I'm pretty happy with the diffulculty level of the exams. THe only thing I am unhappy with is that the none of the cisco official material that I used accurately protrayed or went over what I saw on the exam in regards to VOIP, wireless, or QOS. You definetely have to rely on some kind of ancillary experience or material to ace these topics.
I used BCMSN self study and the offical exam guide. I also used the lab portifolo. I found the lab portifolo pretty useless because I just made my own labs. Both of the books were pretty useful but failed to adequately cover the topics I mentioned.
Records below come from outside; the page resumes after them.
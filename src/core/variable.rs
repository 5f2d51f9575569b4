//! Variable descriptors declared to the training loop at setup.
//!
//! The ordering is part of the contract: state variables first, one per
//! observation slot, then one Action variable per action dimension.

use serde::{Deserialize, Serialize};

use super::config::ActionBounds;

/// Kind of a declared variable.
#[derive(Clone, Copy, Debug, PartialEq, Eq, Serialize, Deserialize)]
pub enum VariableKind {
    State,
    Action,
}

/// One declared variable.
#[derive(Clone, Debug, PartialEq, Serialize, Deserialize)]
pub struct Variable {
    pub name: String,
    pub kind: VariableKind,
    /// Bounds hint (Action variables only).
    pub bounds: Option<ActionBounds>,
    /// Exploration noise hint (Action variables only).
    pub exploration_noise: Option<f64>,
}

impl Variable {
    /// A state variable.
    pub fn state(name: impl Into<String>) -> Self {
        Self {
            name: name.into(),
            kind: VariableKind::State,
            bounds: None,
            exploration_noise: None,
        }
    }

    /// An action variable without hints.
    pub fn action(name: impl Into<String>) -> Self {
        Self {
            name: name.into(),
            kind: VariableKind::Action,
            bounds: None,
            exploration_noise: None,
        }
    }

    #[must_use]
    pub fn with_bounds(mut self, bounds: Option<ActionBounds>) -> Self {
        self.bounds = bounds;
        self
    }

    #[must_use]
    pub fn with_exploration_noise(mut self, noise: Option<f64>) -> Self {
        self.exploration_noise = noise;
        self
    }
}

/// Build the ordered descriptor list for an environment.
///
/// State variables are named `State Variable i`. A single action dimension
/// is named `Move`; several are named `Move i`.
pub fn describe(
    state_count: usize,
    action_dimensions: usize,
    bounds: Option<ActionBounds>,
    exploration_noise: Option<f64>,
) -> Vec<Variable> {
    let states = (0..state_count).map(|i| Variable::state(format!("State Variable {}", i)));

    let actions = (0..action_dimensions).map(|i| {
        let name = if action_dimensions == 1 {
            "Move".to_string()
        } else {
            format!("Move {}", i)
        };
        Variable::action(name)
            .with_bounds(bounds)
            .with_exploration_noise(exploration_noise)
    });

    states.chain(actions).collect()
}
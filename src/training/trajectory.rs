//! Trajectories and the transition buffer.
//!
//! A trajectory records one episode as seen by the training loop:
//! - the observations each action was chosen from
//! - the action request submitted
//! - the reward and termination kind returned by the step
//!
//! Trajectories serialize with `bincode` for hand-off to an external learner.

use std::collections::VecDeque;

use serde::{Deserialize, Serialize};

use crate::core::{ActionRequest, AgentId, AgentMap, EpisodeRng, EpisodeSeed};
use crate::env::{Observation, RewardSignal, TerminationKind};
use crate::error::EnvError;

/// One step of an episode.
#[derive(Clone, Debug, PartialEq, Serialize, Deserialize)]
pub struct Transition {
    /// Observations the action was chosen from.
    pub observations: Vec<Observation>,

    /// The request submitted.
    pub action: ActionRequest,

    /// Reward returned by the step.
    pub reward: RewardSignal,

    /// Termination kind after the step.
    pub termination: TerminationKind,

    /// Step number (1-based, matches the driver's step counter).
    pub step: usize,
}

/// A complete episode.
#[derive(Clone, Debug, PartialEq, Serialize, Deserialize)]
pub struct Trajectory {
    pub seed: EpisodeSeed,
    pub transitions: Vec<Transition>,
    /// Observations after the last step.
    pub final_observations: Vec<Observation>,
    /// Whether an agent was rejected during the episode.
    pub failed: bool,
}

impl Trajectory {
    /// Empty trajectory starting from the reset observations.
    pub fn new(seed: EpisodeSeed, initial_observations: Vec<Observation>) -> Self {
        Self {
            seed,
            transitions: Vec::new(),
            final_observations: initial_observations,
            failed: false,
        }
    }

    /// Append a step. `next_observations` become the final observations.
    pub fn push(
        &mut self,
        action: ActionRequest,
        reward: RewardSignal,
        termination: TerminationKind,
        next_observations: Vec<Observation>,
    ) {
        let observations = std::mem::replace(&mut self.final_observations, next_observations);
        let step = self.transitions.len() + 1;
        self.transitions.push(Transition {
            observations,
            action,
            reward,
            termination,
            step,
        });
    }

    pub fn len(&self) -> usize {
        self.transitions.len()
    }

    pub fn is_empty(&self) -> bool {
        self.transitions.is_empty()
    }

    /// Termination kind of the last step (`Ongoing` if nothing was recorded).
    pub fn termination(&self) -> TerminationKind {
        self.transitions
            .last()
            .map_or(TerminationKind::Ongoing, |t| t.termination)
    }

    /// Sum of rewards for one agent over the episode.
    ///
    /// In single-agent mode every step's scalar counts for the agent passed.
    pub fn total_reward(&self, agent: AgentId) -> f64 {
        self.transitions
            .iter()
            .map(|t| t.reward.for_agent(agent))
            .sum()
    }

    /// Per-agent sums of rewards.
    pub fn returns(&self, agent_count: usize) -> AgentMap<f64> {
        AgentMap::new(agent_count, |agent| self.total_reward(agent))
    }

    pub fn to_bytes(&self) -> Result<Vec<u8>, EnvError> {
        Ok(bincode::serialize(self)?)
    }

    pub fn from_bytes(bytes: &[u8]) -> Result<Self, EnvError> {
        Ok(bincode::deserialize(bytes)?)
    }
}

/// FIFO buffer of trajectories: when full, the oldest is dropped.
#[derive(Clone, Debug)]
pub struct TrajectoryBuffer {
    trajectories: VecDeque<Trajectory>,
    max_trajectories: usize,
}

impl TrajectoryBuffer {
    pub fn new(max_trajectories: usize) -> Self {
        assert!(max_trajectories > 0, "Buffer capacity must be positive");
        Self {
            trajectories: VecDeque::with_capacity(max_trajectories),
            max_trajectories,
        }
    }

    /// Add a trajectory, evicting the oldest if full.
    pub fn push(&mut self, trajectory: Trajectory) {
        if self.trajectories.len() >= self.max_trajectories {
            self.trajectories.pop_front();
        }
        self.trajectories.push_back(trajectory);
    }

    pub fn extend(&mut self, trajectories: impl IntoIterator<Item = Trajectory>) {
        for trajectory in trajectories {
            self.push(trajectory);
        }
    }

    pub fn len(&self) -> usize {
        self.trajectories.len()
    }

    pub fn is_empty(&self) -> bool {
        self.trajectories.is_empty()
    }

    pub fn capacity(&self) -> usize {
        self.max_trajectories
    }

    pub fn iter(&self) -> impl Iterator<Item = &Trajectory> {
        self.trajectories.iter()
    }

    /// Transitions across all trajectories.
    pub fn total_transitions(&self) -> usize {
        self.trajectories.iter().map(Trajectory::len).sum()
    }

    /// Sample up to `batch_size` distinct transitions, reproducibly from `seed`.
    pub fn sample_batch(&self, batch_size: usize, seed: u64) -> Vec<&Transition> {
        let all: Vec<&Transition> = self
            .trajectories
            .iter()
            .flat_map(|t| t.transitions.iter())
            .collect();
        if all.is_empty() || batch_size == 0 {
            return Vec::new();
        }

        let mut rng = EpisodeRng::new(seed);
        let n = all.len();
        let limit = batch_size.min(n);
        let mut indices: Vec<usize> = (0..n).collect();

        // Partial Fisher-Yates.
        for i in 0..limit {
            let j = i + rng.gen_range_usize(0..n - i);
            indices.swap(i, j);
        }

        indices[..limit].iter().map(|&i| all[i]).collect()
    }
}

impl Default for TrajectoryBuffer {
    fn default() -> Self {
        Self::new(10_000)
    }
}
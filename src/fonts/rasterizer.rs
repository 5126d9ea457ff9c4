//! Draws glyphs of a font into a canvas with freetype.

use freetype::bitmap::PixelMode;
use freetype::face::LoadFlag;

use crate::canvas::Canvas;
use crate::config::Hinting;
use crate::fonts::Font;
use crate::layout::{Position, Rasterizer};
use crate::units::Fixed;
use crate::{Error, Result};

/// Renders glyphs with freetype and composites them into a canvas.
pub struct GlyphRasterizer<'a> {
    /// The font glyphs are taken from.
    font: &'a Font,

    /// Where glyphs are drawn.
    canvas: &'a mut Canvas,

    /// The flags glyphs are loaded with.
    flags: LoadFlag,
}

impl<'a> GlyphRasterizer<'a> {
    /// Creates a rasterizer drawing the font into the canvas.
    pub fn new(font: &'a Font, canvas: &'a mut Canvas, hinting: Hinting) -> GlyphRasterizer<'a> {
        let flags = match hinting {
            Hinting::None => LoadFlag::NO_HINTING,
            Hinting::Full => LoadFlag::DEFAULT,
        };

        GlyphRasterizer {
            font,
            canvas,
            flags,
        }
    }
}

/// Returns where a row of a bitmap starts in its buffer, `row` counting from the top.
///
/// A negative pitch means the rows are stored bottom to top.
fn row_offset(row: i32, rows: i32, pitch: i32) -> usize {
    if pitch < 0 {
        ((rows - 1 - row) * -pitch) as usize
    } else {
        (row * pitch) as usize
    }
}

/// Returns the coverage of a pixel of a bitmap row.
fn coverage(line: &[u8], col: i32, gray: bool) -> u8 {
    if gray {
        line[col as usize]
    } else if line[(col / 8) as usize] & (0x80 >> (col % 8)) != 0 {
        255
    } else {
        0
    }
}

impl<'a> Rasterizer for GlyphRasterizer<'a> {
    fn draw(&mut self, c: char, pen: Position) -> Result<Position> {
        let font = self.font;
        let face = &font.freetype;
        face.load_char(c as usize, self.flags | LoadFlag::RENDER)
            .map_err(|e| Error::DrawError(c, e))?;

        let glyph = face.glyph();
        let bitmap = glyph.bitmap();
        let (width, rows, pitch) = (bitmap.width(), bitmap.rows(), bitmap.pitch());

        if width > 0 && rows > 0 {
            let mode = bitmap.pixel_mode().map_err(|e| Error::DrawError(c, e))?;

            match mode {
                PixelMode::Gray | PixelMode::Mono => {
                    let left = pen.x.floor() + glyph.bitmap_left();
                    let top = pen.y.floor() - glyph.bitmap_top();
                    let gray = matches!(mode, PixelMode::Gray);
                    let buffer = bitmap.buffer();

                    for row in 0..rows {
                        let line = &buffer[row_offset(row, rows, pitch)..];

                        for col in 0..width {
                            self.canvas.blend(left + col, top + row, coverage(line, col, gray));
                        }
                    }
                }

                _ => warn!("unsupported pixel mode for {:?}, not drawn", c),
            }
        }

        let advance = glyph.advance();
        Ok(Position::new(
            pen.x + Fixed::clamped(i64::from(advance.x)),
            pen.y + Fixed::clamped(i64::from(advance.y)),
        ))
    }
}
I also found the practice exams and questions included with the official exam guide lacking. THey were basically not even useful and no were near as good as the stuff I saw included with the CCNA stuff. There are even no virtual lab questions.
Equipement used were 2 3550s, 3 2950s, and all my other stuff. Could have done everything with the 2 3550s and a 2950.
My advice crack open a QOS book or two and maybe grab a CCNA:wireless and CCNA:voice book as well if you want to make your life easier for this exam.
Onward to BSCI. This time more prepared because I expect the overlap as seen on this exam and I expect that the exam topics listed as needed don't accurately protray everything you need to know either.